Topping the list are the Florida Keys Wild Bird Center in Tavernier, Dolphin Research Center and the Turtle Hospital in the Middle Keys, the National Key Deer Refuge in the Lower Keys and the Florida Keys Eco-Discovery Center in Key West.

The Florida Keys Wild Bird Center, mile marker (MM) 93.6 bayside, is the northernmost of the eco-attractions. This haven for bird lovers is the labor of love of Laura Quinn, affectionately known as the “Bird Lady,” who founded and runs the center.

The facility’s primary purpose is to rescue, rehabilitate and release ill, injured and orphaned wild birds. A boardwalk that offers a breathtaking water view at its halfway point winds through cages that house wild hawks, ospreys, spoonbills, egrets and more. Some are there to recuperate and will later be released, while others would be unable to survive in the wild on their own and have become lifelong inhabitants.

For more information on the center, visit www.fkwbc.org.

Dolphin Research Center, at MM 59 bayside in Grassy Key, is a research and educational facility that’s home to a family of Atlantic bottlenose dolphins and California sea lions. The center and its staff, winners of numerous awards, specialize in behavioral research and maintain liaisons with university research programs and independent scientists around the world.

Visitors to the center can participate in enjoyable and educational programs that provide knowledge and insights about dolphins, their environment and their remarkable abilities.

The center also initiated a groundbreaking study revealing that dolphins can perform simple math equations. Through the number concepts research study, researchers discovered that the marine mammals could identify simple math and distinguish the difference between numbers they were presented on a board.

For more information on the center’s menu of offerings, visit www.dolphins.org.

Just a few miles away from Dolphin Research Center is the Turtle Hospital, MM 48.5 bayside, the only facility of its kind in the world. At the hospital, opened in 1986, founder Richie Moretti and his staff treat injured sea turtles and, when possible, return them to the wild.

Educational tours of the facility are offered to introduce visitors to the resident sea turtles and to the hospital’s curative programs for loggerhead, green, hawksbill and Kemp’s ridley turtles. The hospital’s goals include working toward environmental legislation to make beaches and oceans safer and cleaner for sea turtles.

For more information about the Turtle Hospital, its continuing work and educational programs, visit www.turtlehospital.org.

The Lower Keys are home to the National Key Deer Refuge, down Key Deer Boulevard off U.S. Highway 1 at MM 30.5 bayside on Big Pine Key. The refuge was established in 1957 to protect the endangered Key deer — a subspecies of the Virginia white-tailed deer that ranges in size from 45 to 80 pounds fully grown — and its habitat. Today the refuge encompasses more than 8,000 acres of prime Key deer territory extending from Bahia Honda Key to the eastern shores of Sugarloaf Key, out to the edge of the Gulf of Mexico.
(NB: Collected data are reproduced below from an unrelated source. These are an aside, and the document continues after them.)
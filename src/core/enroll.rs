//! One enrollment run: pick id and label, acquire a frame with exactly one
//! face, encode it and append the result to the user's model store.

use crate::camera::CaptureSession;
use crate::common::{Config, FaceAuthError, Result};
use crate::core::backend::{FaceRectangle, RecognitionBackend};
use crate::core::illumination::{GateStats, IlluminationGate};
use crate::storage::{default_label, next_id, sanitize_label, ModelRecord, ModelStore};
use image::DynamicImage;
use std::io::{self, BufRead, Write};
use std::time::Duration;

/// Hard cap on frames read per run, whatever the config says.
pub const MAX_FRAMES: u32 = 60;

/// Asks the operator for a model label.
pub trait LabelPrompt {
    /// Returns the typed label, or `default` when nothing was typed.
    fn ask(&mut self, default: &str) -> Result<String>;
}

pub struct StdinPrompt;

impl LabelPrompt for StdinPrompt {
    fn ask(&mut self, default: &str) -> Result<String> {
        print!("Enter a label for this new model [{}]: ", default);
        io::stdout().flush()?;

        let mut line = String::new();
        io::stdin().lock().read_line(&mut line)?;
        let line = line.trim();
        Ok(if line.is_empty() { default.to_string() } else { line.to_string() })
    }
}

pub enum LabelChoice<'a> {
    Explicit(String),
    Interactive(&'a mut dyn LabelPrompt),
    /// Non-interactive runs take the generated label.
    Automatic,
}

pub fn resolve_label(choice: LabelChoice<'_>, id: u32) -> Result<String> {
    let default = default_label(id);
    let raw = match choice {
        LabelChoice::Explicit(label) => label,
        LabelChoice::Interactive(prompt) => prompt.ask(&default)?,
        LabelChoice::Automatic => default,
    };

    let (label, stripped) = sanitize_label(&raw);
    if stripped {
        println!("NOTICE: Removing illegal character \",\" from model label");
    }
    Ok(label)
}

#[derive(Debug, Clone, PartialEq)]
pub struct EnrollmentOptions {
    pub max_frames: u32,
    pub settle_delay: Duration,
    pub upsample: u32,
    pub jitters: u32,
}

impl Default for EnrollmentOptions {
    fn default() -> Self {
        Self {
            max_frames: MAX_FRAMES,
            settle_delay: Duration::from_secs(2),
            upsample: 1,
            jitters: 1,
        }
    }
}

impl EnrollmentOptions {
    pub fn from_config(config: &Config) -> Self {
        let enrollment = &config.enrollment;
        Self {
            max_frames: enrollment.max_frames.clamp(1, MAX_FRAMES),
            settle_delay: enrollment.settle_delay(),
            upsample: enrollment.upsample,
            jitters: enrollment.jitters.max(1),
        }
    }
}

#[derive(Debug, Clone)]
pub struct EnrollmentOutcome {
    pub record: ModelRecord,
    pub total_models: usize,
    pub stats: GateStats,
}

/// Frame whose detection pass found at least one face.
struct Capture {
    frame: DynamicImage,
    faces: Vec<FaceRectangle>,
}

pub struct Enrollment<'a> {
    store: &'a ModelStore,
    backend: &'a dyn RecognitionBackend,
    options: EnrollmentOptions,
}

impl<'a> Enrollment<'a> {
    pub fn new(
        store: &'a ModelStore,
        backend: &'a dyn RecognitionBackend,
        options: EnrollmentOptions,
    ) -> Self {
        Self { store, backend, options }
    }

    /// Runs one enrollment for `user`. The camera is opened through
    /// `open_capture` only after the label is settled, and released before
    /// any encoding work starts.
    pub fn run<F>(
        &self,
        user: &str,
        label: LabelChoice<'_>,
        open_capture: F,
    ) -> Result<EnrollmentOutcome>
    where
        F: FnOnce() -> Result<CaptureSession>,
    {
        let _lock = self.store.lock(user)?;
        let mut records = self.store.load(user)?;
        let id = next_id(&records)?;
        let label = resolve_label(label, id)?;

        let mut session = open_capture()?;
        let gate = IlluminationGate::new(session.config().dark_threshold);

        println!("Please look straight into the camera");
        if !self.options.settle_delay.is_zero() {
            std::thread::sleep(self.options.settle_delay);
        }

        let acquired = self.acquire(&mut session, &gate);
        session.release();
        let (capture, stats) = acquired?;
        tracing::debug!(
            "Read {} frame(s): {} unreadable, {} too dark",
            stats.frames,
            stats.unreadable,
            stats.too_dark
        );

        let capture = match capture {
            Some(capture) => capture,
            None => return Err(classify_failure(&stats, gate.dark_threshold())),
        };
        if capture.faces.len() > 1 {
            return Err(FaceAuthError::AmbiguousFace(capture.faces.len()));
        }

        let face = &capture.faces[0];
        let landmarks = self.backend.get_landmarks(&capture.frame, face)?;
        tracing::debug!(
            "{} placed {} landmarks on a {}x{} face",
            self.backend.name(),
            landmarks.points().len(),
            face.width(),
            face.height()
        );
        let encoding =
            self.backend.compute_encoding(&capture.frame, &landmarks, self.options.jitters)?;

        let record = ModelRecord {
            time: chrono::Utc::now().timestamp(),
            label,
            id,
            data: vec![encoding],
        };
        records.push(record.clone());
        self.store.save(user, &records)?;
        tracing::info!("Added model {} ({:?}) for {}", record.id, record.label, user);

        Ok(EnrollmentOutcome { record, total_models: records.len(), stats })
    }

    /// Reads frames until one passes the gate and shows a face, or the cap is hit.
    fn acquire(
        &self,
        session: &mut CaptureSession,
        gate: &IlluminationGate,
    ) -> Result<(Option<Capture>, GateStats)> {
        let mut stats = GateStats::default();

        for _ in 0..self.options.max_frames.min(MAX_FRAMES) {
            let sample = session.read_frame()?;
            let gray = sample.gray.to_luma8();
            let (equalized, verdict) = gate.assess(&gray);
            stats.record(&verdict);
            if !verdict.usable() {
                continue;
            }

            let faces = self.backend.detect_faces(&equalized, self.options.upsample)?;
            if !faces.is_empty() {
                return Ok((Some(Capture { frame: sample.color, faces }), stats));
            }
        }

        Ok((None, stats))
    }
}

fn classify_failure(stats: &GateStats, threshold: f64) -> FaceAuthError {
    match stats.average_darkness() {
        None => FaceAuthError::NoValidFrames,
        Some(average) if stats.too_dark == stats.valid => {
            FaceAuthError::AllFramesTooDark { average, threshold }
        }
        Some(_) => FaceAuthError::NoFaceDetected,
    }
}

#[cfg(test)]
mod tests {
    use super::*;
    use crate::core::illumination::{DarknessVerdict, FrameClass};

    struct Scripted(Vec<&'static str>);

    impl LabelPrompt for Scripted {
        fn ask(&mut self, default: &str) -> Result<String> {
            Ok(self.0.pop().map(str::to_string).unwrap_or_else(|| default.to_string()))
        }
    }

    #[test]
    fn label_sources() {
        assert_eq!(resolve_label(LabelChoice::Automatic, 3).unwrap(), "Model #3");
        let explicit = LabelChoice::Explicit("Glasses, indoor".into());
        assert_eq!(resolve_label(explicit, 0).unwrap(), "Glasses indoor");

        let mut empty = Scripted(Vec::new());
        assert_eq!(resolve_label(LabelChoice::Interactive(&mut empty), 7).unwrap(), "Model #7");
        let mut typed = Scripted(vec!["a label that is far too long to keep"]);
        let label = resolve_label(LabelChoice::Interactive(&mut typed), 7).unwrap();
        assert_eq!(label.chars().count(), 24);
    }

    #[test]
    fn config_frame_cap_cannot_exceed_sixty() {
        let mut config = Config::from_toml("[video]\ndevice_path = \"/dev/video0\"\n").unwrap();
        config.enrollment.max_frames = 500;
        config.enrollment.jitters = 0;
        let options = EnrollmentOptions::from_config(&config);
        assert_eq!(options.max_frames, MAX_FRAMES);
        assert_eq!(options.jitters, 1);
    }

    #[test]
    fn failure_classification() {
        let mut stats = GateStats::default();
        stats.record(&DarknessVerdict { score: 100.0, class: FrameClass::Unreadable });
        assert!(matches!(classify_failure(&stats, 60.0), FaceAuthError::NoValidFrames));

        stats.record(&DarknessVerdict { score: 90.0, class: FrameClass::TooDark });
        stats.record(&DarknessVerdict { score: 70.0, class: FrameClass::TooDark });
        match classify_failure(&stats, 60.0) {
            FaceAuthError::AllFramesTooDark { average, threshold } => {
                assert_eq!(average, 80.0);
                assert_eq!(threshold, 60.0);
            }
            other => panic!("unexpected: {}", other),
        }

        stats.record(&DarknessVerdict { score: 10.0, class: FrameClass::Usable });
        assert!(matches!(classify_failure(&stats, 60.0), FaceAuthError::NoFaceDetected));
    }
}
A nature trail winds through the protected pinelands of the refuge, where the tiny deer roam freely, protected by fences that border along U. S. 1. Visitors can learn about the Key deer and their environment at the refuge’s visitor center, located in the Winn Dixie Shopping Center, 701 Key Deer Blvd.

For more information, visit www.fws.gov/nationalkeydeer.

The newest eco-attraction in Key West, at the southwestern tip of the Keys, is the Florida Keys Eco-Discovery Center, which opened its doors in January 2007.

Located on the Key West waterfront at Truman Annex, the 6,400-square-foot center showcases the underwater and upland habitats that characterize the Keys, with an emphasis on North America’s only living contiguous barrier coral reef that parallels the island chain.

The most recent addition to the center is the Living Reef Exhibit, featuring a 2,400-gallon reef tank with fish and invertebrates indigenous to the Keys.

The center also includes interactive and touch-screen modules, text and audio/video components and an ongoing film, featuring stellar underwater footage, about the vibrant Keys ecosystem and reef.